BRIEF: Go through the entries below and give the number of lines that have the string "Pull", and only that.
START PROVIDED DATA
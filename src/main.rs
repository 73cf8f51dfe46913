#![cfg_attr(target_os = "none", no_std)]
#![cfg_attr(target_os = "none", no_main)]

// https://dev.to/theembeddedrustacean/embedded-rust-embassy-gpio-button-controlled-blinking-3ee6
// https://www.youtube.com/watch?v=dab_vzVDr_M

#[cfg(target_os = "none")]
mod io;

#[cfg(target_os = "none")]
use defmt_rtt as _;
#[cfg(target_os = "none")]
use embassy_executor::Spawner;
#[cfg(target_os = "none")]
use embassy_futures::yield_now;
#[cfg(target_os = "none")]
use embassy_stm32::exti::ExtiInput;
#[cfg(target_os = "none")]
use embassy_stm32::gpio::{Level, Output, Pull, Speed};
#[cfg(target_os = "none")]
use embassy_stm32::usart::{Config, Uart};
#[cfg(target_os = "none")]
use embassy_stm32::{bind_interrupts, peripherals, usart};
#[cfg(target_os = "none")]
use panic_halt as _;

#[cfg(target_os = "none")]
use crate::io::{ANNOUNCEMENTS, Lamps, announce_task, call_task, tick_task};
#[cfg(target_os = "none")]
use pedestrian_crossing::{CallLatch, Clock, LightOutput, PhaseLog, Sequencer};

#[cfg(target_os = "none")]
static CLOCK: Clock = Clock::new();
#[cfg(target_os = "none")]
static CALLS: CallLatch = CallLatch::new();

#[cfg(target_os = "none")]
bind_interrupts!(struct Irqs {
    USART1 => usart::InterruptHandler<peripherals::USART1>;
});

#[cfg(target_os = "none")]
#[embassy_executor::main]
async fn main(spawner: Spawner) {
    let peripherals = embassy_stm32::init(Default::default());

    let usart = Uart::new(
        peripherals.USART1,
        peripherals.PA10,
        peripherals.PA9,
        Irqs,
        peripherals.DMA1_CH4,
        peripherals.DMA1_CH5,
        Config::default(), // 115200 baud
    )
    .unwrap();

    let mut lamps = Lamps::new(
        Output::new(peripherals.PB14, Level::Low, Speed::Low),
        Output::new(peripherals.PB10, Level::Low, Speed::Low),
        Output::new(peripherals.PB9, Level::Low, Speed::Low),
        Output::new(peripherals.PB7, Level::Low, Speed::Low),
    );

    let button = ExtiInput::new(peripherals.PE11, peripherals.EXTI11, Pull::Up);

    spawner.spawn(tick_task(&CLOCK)).unwrap();
    spawner.spawn(call_task(button, &CALLS)).unwrap();
    spawner
        .spawn(announce_task(usart, ANNOUNCEMENTS.receiver()))
        .unwrap();
    defmt::info!("crossing started");

    let mut sequencer = Sequencer::new();
    let mut shown = LightOutput::DARK;
    let mut phases = PhaseLog::new();

    loop {
        let polled_in = sequencer.phase();
        let output = sequencer.poll(&CLOCK, &CALLS);
        if output != shown {
            lamps.show(&output);
            shown = output;
        }

        // The serial line is slow; never wait for it here.
        if let Some(phase) = phases.entered(polled_in) {
            if ANNOUNCEMENTS.try_send(phase).is_err() {
                defmt::warn!("announcement of {} dropped", phase);
            }
        }

        // Let the ticker and the button run before evaluating again.
        yield_now().await;
    }
}

/*
 * On the host there is no hardware: run one pedestrian crossing with
 * simulated ticks and print each phase with the lamps it shows.
 */
#[cfg(not(target_os = "none"))]
fn main() {
    use pedestrian_crossing::Lamp;
    use pedestrian_crossing::config::TICKS_PER_SECOND;

    for (tick, phase, output) in simulate_crossing(30) {
        let lit: Vec<&str> = [
            (Lamp::VehicleGreen, "vehicle-green"),
            (Lamp::VehicleRed, "vehicle-red"),
            (Lamp::PedestrianGreen, "pedestrian-green"),
            (Lamp::PedestrianRed, "pedestrian-red"),
        ]
        .into_iter()
        .filter(|(lamp, _)| output.is_lit(*lamp))
        .map(|(_, name)| name)
        .collect();
        println!(
            "{:>6.2}s phase: {:<16} {}",
            tick as f32 / TICKS_PER_SECOND as f32,
            phase.name(),
            lit.join(" ")
        );
    }
}

/// Press the button at power-up and run for `seconds`. Returns the tick,
/// phase and lamps of the first poll made in every phase entered.
#[cfg(not(target_os = "none"))]
fn simulate_crossing(
    seconds: u32,
) -> Vec<(u32, pedestrian_crossing::Phase, pedestrian_crossing::LightOutput)> {
    use pedestrian_crossing::config::TICKS_PER_SECOND;
    use pedestrian_crossing::{CallLatch, Clock, PhaseLog, Sequencer};

    let clock = Clock::new();
    let calls = CallLatch::new();
    let mut sequencer = Sequencer::new();
    let mut phases = PhaseLog::new();
    let mut entries = Vec::new();

    calls.press();
    for tick in 0..(seconds * TICKS_PER_SECOND) {
        let polled_in = sequencer.phase();
        let output = sequencer.poll(&clock, &calls);
        if let Some(phase) = phases.entered(polled_in) {
            entries.push((tick, phase, output));
        }
        clock.tick();
    }
    entries
}

#[cfg(all(test, not(target_os = "none")))]
mod tests {
    use super::*;
    use pedestrian_crossing::{Lamp, LightOutput, Phase};

    #[test]
    fn simulation_prints_the_lamps_of_the_phase_it_names() {
        let entries = simulate_crossing(30);
        let phases: Vec<Phase> = entries.iter().map(|(_, phase, _)| *phase).collect();
        assert_eq!(
            phases,
            [
                Phase::VehicleGreen,
                Phase::Flashing,
                Phase::VehicleRed,
                Phase::PedestrianGreen,
                Phase::Flashing,
                Phase::PedestrianRed,
                Phase::VehicleGreen,
            ]
        );

        for (tick, phase, output) in entries {
            match phase {
                Phase::VehicleGreen => assert_eq!(output, LightOutput::VEHICLE_GO, "{tick}"),
                Phase::VehicleRed | Phase::PedestrianRed => {
                    assert_eq!(output, LightOutput::ALL_STOP, "{tick}")
                }
                Phase::PedestrianGreen => {
                    assert_eq!(output, LightOutput::PEDESTRIAN_GO, "{tick}")
                }
                Phase::Flashing => assert!(output.is_conflict_free()),
            }
        }
    }

    #[test]
    fn simulation_shows_pedestrian_green_after_vehicle_red() {
        let entries = simulate_crossing(30);
        let (tick, _, output) = entries
            .iter()
            .find(|(_, phase, _)| *phase == Phase::PedestrianGreen)
            .copied()
            .unwrap();
        // 10 s guard, 3 s flashing, 1 s all-stop, then the first poll in it.
        assert_eq!(tick, 14 * 64 + 1);
        assert!(output.is_lit(Lamp::PedestrianGreen));
        assert!(!output.is_lit(Lamp::PedestrianRed));
    }
}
END PROVIDED DATA
OUTPUT OF THE TASK: 2